▶ [ASSIGNED TASK] Note each line in the data below that holds "results", and copy it.

▶ [RECORDS SUPPLIED]

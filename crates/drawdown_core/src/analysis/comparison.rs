//! Comparison tables across scenarios and portfolios.

use serde::{Deserialize, Serialize};

use super::metrics::MonteCarloSummary;
use crate::model::MonteCarloResult;

/// Summary of one (portfolio, scenario) pair, flattened for tabular output
#[derive(Debug, Clone, PartialEq, Serialize, Deserialize)]
pub struct ComparisonRow {
    pub portfolio: String,
    pub scenario: String,
    #[serde(flatten)]
    pub summary: MonteCarloSummary,
}

impl ComparisonRow {
    #[must_use]
    pub fn new(result: &MonteCarloResult) -> Self {
        Self {
            portfolio: result.portfolio.clone(),
            scenario: result.scenario.clone(),
            summary: result.summary(),
        }
    }
}

/// One row per (portfolio, scenario) pair, in result order
#[must_use]
pub fn compare_scenarios(results: &[MonteCarloResult]) -> Vec<ComparisonRow> {
    results.iter().map(ComparisonRow::new).collect()
}

/// One row per portfolio simulated under `scenario`
#[must_use]
pub fn compare_portfolios(results: &[MonteCarloResult], scenario: &str) -> Vec<ComparisonRow> {
    results
        .iter()
        .filter(|r| r.scenario == scenario)
        .map(ComparisonRow::new)
        .collect()
}

/// Distinct scenario names in order of first appearance
#[must_use]
pub fn scenario_names(results: &[MonteCarloResult]) -> Vec<&str> {
    let mut names: Vec<&str> = Vec::new();
    for result in results {
        if !names.contains(&result.scenario.as_str()) {
            names.push(&result.scenario);
        }
    }
    names
}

▶ [EXERCISE RESPONSE]
pub fn compare_scenarios(results: &[MonteCarloResult]) -> Vec<ComparisonRow> {
    results.iter().map(ComparisonRow::new).collect()
pub fn compare_portfolios(results: &[MonteCarloResult], scenario: &str) -> Vec<ComparisonRow> {
    results
pub fn scenario_names(results: &[MonteCarloResult]) -> Vec<&str> {
    for result in results {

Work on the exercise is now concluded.